§ Supplied material
☆ ☆ ☆

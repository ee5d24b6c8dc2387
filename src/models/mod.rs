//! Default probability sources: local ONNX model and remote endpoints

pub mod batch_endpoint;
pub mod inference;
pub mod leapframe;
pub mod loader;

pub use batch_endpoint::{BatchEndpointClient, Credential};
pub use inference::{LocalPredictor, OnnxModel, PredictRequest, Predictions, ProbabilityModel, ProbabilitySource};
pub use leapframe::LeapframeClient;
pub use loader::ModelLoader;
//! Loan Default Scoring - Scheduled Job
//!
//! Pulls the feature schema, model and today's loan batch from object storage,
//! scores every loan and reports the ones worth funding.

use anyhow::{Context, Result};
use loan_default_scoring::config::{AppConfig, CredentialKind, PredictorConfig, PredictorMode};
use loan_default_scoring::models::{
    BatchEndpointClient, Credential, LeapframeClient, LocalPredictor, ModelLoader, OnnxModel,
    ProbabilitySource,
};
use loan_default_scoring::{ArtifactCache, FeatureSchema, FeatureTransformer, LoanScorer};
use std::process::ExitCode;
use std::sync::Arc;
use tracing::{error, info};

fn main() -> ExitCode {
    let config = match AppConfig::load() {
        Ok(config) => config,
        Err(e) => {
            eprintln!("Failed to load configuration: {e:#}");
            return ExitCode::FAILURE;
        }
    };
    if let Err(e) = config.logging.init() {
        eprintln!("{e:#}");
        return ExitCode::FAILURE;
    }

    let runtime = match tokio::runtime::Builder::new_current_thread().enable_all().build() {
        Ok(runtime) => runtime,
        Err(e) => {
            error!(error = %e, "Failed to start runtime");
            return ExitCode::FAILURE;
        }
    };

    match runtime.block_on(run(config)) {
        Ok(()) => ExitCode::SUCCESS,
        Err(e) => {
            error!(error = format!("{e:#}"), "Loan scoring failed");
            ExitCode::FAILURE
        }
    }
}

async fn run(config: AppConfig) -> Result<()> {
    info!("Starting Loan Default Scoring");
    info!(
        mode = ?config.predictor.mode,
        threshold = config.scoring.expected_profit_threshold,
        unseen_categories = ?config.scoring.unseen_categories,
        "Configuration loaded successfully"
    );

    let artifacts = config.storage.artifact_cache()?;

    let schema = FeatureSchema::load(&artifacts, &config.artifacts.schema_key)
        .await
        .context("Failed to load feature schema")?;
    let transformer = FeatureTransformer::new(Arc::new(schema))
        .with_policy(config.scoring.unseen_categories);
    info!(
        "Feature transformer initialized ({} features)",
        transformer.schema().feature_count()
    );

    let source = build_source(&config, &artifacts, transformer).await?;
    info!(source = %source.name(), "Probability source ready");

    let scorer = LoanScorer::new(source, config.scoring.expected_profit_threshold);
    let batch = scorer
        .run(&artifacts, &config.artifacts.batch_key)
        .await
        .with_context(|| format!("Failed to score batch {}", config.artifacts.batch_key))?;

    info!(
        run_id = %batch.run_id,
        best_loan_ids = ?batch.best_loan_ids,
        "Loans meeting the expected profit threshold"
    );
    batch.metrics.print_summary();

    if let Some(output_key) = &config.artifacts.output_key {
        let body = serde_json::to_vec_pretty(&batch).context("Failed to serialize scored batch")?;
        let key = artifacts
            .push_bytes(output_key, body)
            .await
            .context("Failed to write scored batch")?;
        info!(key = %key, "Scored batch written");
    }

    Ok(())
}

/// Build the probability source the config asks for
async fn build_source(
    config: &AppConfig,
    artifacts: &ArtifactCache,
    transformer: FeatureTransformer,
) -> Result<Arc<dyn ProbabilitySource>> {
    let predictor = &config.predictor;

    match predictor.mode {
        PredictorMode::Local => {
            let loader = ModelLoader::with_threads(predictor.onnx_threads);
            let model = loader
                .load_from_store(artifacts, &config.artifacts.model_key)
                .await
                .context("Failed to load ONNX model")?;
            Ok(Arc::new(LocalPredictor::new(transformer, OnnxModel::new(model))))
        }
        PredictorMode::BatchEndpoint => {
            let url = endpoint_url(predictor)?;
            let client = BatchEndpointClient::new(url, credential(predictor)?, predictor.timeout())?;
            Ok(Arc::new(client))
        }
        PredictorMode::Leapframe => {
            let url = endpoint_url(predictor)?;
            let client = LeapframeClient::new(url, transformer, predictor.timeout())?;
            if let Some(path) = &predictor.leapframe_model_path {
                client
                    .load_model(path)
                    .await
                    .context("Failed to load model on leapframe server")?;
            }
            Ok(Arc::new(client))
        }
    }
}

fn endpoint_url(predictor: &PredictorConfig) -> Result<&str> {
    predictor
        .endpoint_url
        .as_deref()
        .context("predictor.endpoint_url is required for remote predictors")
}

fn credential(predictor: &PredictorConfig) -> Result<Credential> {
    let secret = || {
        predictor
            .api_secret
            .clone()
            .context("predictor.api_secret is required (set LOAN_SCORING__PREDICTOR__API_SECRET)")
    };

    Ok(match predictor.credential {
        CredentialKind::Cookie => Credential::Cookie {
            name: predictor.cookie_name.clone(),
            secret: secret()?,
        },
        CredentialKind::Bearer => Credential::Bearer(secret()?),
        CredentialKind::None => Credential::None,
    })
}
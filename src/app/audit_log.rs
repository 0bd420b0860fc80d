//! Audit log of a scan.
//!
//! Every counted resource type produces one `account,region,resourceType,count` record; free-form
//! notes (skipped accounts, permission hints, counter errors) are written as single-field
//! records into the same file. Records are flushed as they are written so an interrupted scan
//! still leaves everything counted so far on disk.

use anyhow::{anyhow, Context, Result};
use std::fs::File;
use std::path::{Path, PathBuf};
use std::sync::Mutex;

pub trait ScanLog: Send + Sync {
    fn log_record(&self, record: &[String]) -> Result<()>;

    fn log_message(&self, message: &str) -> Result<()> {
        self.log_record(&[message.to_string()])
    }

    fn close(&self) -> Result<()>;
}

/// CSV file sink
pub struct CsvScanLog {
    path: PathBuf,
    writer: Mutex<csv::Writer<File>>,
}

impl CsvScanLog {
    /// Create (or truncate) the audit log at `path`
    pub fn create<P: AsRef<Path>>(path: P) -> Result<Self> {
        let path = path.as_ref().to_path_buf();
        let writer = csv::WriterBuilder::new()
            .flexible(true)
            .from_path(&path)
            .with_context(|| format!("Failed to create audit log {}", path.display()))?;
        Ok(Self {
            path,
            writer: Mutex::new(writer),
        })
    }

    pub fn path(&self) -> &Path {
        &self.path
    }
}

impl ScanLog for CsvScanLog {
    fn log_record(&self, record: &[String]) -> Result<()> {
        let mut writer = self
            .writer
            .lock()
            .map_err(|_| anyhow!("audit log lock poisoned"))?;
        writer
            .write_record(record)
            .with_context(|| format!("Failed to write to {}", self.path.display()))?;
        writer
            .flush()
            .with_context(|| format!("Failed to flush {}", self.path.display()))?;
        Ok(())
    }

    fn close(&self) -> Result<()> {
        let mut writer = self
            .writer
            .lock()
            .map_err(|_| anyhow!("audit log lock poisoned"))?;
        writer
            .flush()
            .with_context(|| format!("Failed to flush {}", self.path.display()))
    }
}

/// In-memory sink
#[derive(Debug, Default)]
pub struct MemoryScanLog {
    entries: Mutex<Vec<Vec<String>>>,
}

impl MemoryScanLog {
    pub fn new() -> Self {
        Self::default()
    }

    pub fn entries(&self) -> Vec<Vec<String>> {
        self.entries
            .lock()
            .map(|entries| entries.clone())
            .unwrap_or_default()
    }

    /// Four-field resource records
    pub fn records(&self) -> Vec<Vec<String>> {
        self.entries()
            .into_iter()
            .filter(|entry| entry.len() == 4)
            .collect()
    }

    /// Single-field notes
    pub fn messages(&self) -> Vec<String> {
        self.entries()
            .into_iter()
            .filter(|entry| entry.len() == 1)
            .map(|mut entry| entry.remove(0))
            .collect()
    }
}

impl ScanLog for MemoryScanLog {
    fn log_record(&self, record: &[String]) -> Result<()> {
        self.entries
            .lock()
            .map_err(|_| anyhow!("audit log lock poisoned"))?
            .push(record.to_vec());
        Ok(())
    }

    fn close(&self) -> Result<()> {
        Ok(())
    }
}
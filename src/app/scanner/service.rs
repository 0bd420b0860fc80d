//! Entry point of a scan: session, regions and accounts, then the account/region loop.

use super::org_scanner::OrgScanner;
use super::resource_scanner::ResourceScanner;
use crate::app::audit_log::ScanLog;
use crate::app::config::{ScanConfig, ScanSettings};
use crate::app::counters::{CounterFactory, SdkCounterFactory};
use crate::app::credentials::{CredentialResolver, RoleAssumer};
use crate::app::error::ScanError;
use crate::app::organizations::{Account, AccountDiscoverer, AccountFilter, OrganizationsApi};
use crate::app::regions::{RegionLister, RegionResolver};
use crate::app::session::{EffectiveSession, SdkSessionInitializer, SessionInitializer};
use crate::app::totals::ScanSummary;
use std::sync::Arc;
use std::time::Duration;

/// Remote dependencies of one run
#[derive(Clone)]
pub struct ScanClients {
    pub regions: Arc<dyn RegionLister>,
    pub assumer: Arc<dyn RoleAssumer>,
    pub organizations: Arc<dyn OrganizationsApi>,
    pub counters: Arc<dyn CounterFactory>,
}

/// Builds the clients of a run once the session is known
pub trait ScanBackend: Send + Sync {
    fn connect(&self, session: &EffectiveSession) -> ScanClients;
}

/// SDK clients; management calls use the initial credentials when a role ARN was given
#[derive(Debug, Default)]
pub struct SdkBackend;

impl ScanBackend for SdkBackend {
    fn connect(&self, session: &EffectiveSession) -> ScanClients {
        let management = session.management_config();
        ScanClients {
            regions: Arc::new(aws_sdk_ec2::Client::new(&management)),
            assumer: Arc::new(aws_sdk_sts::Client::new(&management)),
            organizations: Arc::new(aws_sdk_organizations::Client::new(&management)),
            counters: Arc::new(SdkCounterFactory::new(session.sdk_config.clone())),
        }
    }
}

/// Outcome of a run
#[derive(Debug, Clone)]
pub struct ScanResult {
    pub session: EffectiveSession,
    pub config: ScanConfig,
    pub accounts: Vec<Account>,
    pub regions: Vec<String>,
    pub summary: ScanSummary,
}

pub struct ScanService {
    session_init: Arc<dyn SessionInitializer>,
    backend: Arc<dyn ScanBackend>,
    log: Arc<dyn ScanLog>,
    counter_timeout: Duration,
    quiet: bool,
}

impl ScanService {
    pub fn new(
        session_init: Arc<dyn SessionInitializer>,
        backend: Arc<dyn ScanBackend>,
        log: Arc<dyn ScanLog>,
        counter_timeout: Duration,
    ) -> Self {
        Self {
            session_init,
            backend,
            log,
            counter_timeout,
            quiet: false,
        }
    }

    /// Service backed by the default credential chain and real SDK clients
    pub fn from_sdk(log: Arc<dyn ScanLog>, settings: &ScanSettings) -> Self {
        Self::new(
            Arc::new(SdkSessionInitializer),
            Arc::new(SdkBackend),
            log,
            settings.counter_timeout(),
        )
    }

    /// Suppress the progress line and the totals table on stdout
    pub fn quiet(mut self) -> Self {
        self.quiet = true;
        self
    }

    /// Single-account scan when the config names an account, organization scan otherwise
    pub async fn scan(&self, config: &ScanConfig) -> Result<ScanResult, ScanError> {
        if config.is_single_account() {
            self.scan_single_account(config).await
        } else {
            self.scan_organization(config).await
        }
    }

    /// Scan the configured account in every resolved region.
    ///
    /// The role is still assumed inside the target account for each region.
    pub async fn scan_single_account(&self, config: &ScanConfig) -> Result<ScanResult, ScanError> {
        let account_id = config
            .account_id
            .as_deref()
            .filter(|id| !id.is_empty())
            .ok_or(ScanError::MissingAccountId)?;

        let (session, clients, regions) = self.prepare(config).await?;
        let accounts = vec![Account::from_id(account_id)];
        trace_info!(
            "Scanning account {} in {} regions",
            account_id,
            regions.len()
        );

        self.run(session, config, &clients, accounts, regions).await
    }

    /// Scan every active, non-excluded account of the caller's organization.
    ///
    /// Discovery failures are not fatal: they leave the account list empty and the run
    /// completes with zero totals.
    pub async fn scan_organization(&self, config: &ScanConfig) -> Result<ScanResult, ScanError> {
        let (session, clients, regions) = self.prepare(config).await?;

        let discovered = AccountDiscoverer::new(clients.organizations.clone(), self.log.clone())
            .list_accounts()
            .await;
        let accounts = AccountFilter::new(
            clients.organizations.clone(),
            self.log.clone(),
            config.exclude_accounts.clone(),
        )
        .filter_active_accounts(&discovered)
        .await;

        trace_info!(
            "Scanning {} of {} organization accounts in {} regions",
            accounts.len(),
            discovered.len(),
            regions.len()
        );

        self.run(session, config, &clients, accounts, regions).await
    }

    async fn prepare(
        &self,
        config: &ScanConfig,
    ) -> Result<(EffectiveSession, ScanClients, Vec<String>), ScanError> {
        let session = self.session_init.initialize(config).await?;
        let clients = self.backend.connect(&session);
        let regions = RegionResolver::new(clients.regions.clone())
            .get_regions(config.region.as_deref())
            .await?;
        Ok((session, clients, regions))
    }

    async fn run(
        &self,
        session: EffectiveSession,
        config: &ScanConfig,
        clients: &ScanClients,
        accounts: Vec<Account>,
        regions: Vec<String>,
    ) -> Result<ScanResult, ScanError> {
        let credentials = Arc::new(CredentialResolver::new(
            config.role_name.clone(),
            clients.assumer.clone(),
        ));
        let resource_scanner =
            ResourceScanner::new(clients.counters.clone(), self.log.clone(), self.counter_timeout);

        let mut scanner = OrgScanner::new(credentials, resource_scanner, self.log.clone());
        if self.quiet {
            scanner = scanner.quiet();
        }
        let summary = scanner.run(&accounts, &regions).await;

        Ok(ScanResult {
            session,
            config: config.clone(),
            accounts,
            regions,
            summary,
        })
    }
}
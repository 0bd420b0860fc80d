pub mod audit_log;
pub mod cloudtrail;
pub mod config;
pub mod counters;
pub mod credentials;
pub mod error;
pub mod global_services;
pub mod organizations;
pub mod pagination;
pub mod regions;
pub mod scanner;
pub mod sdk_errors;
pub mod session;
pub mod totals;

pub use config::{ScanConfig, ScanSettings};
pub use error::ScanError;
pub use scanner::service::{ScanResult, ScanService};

☆ ☆ ☆

§ What you will do
For the string "ScanBackend", work out how many lines of the data contain it; answer with the number alone.

§ Task output
4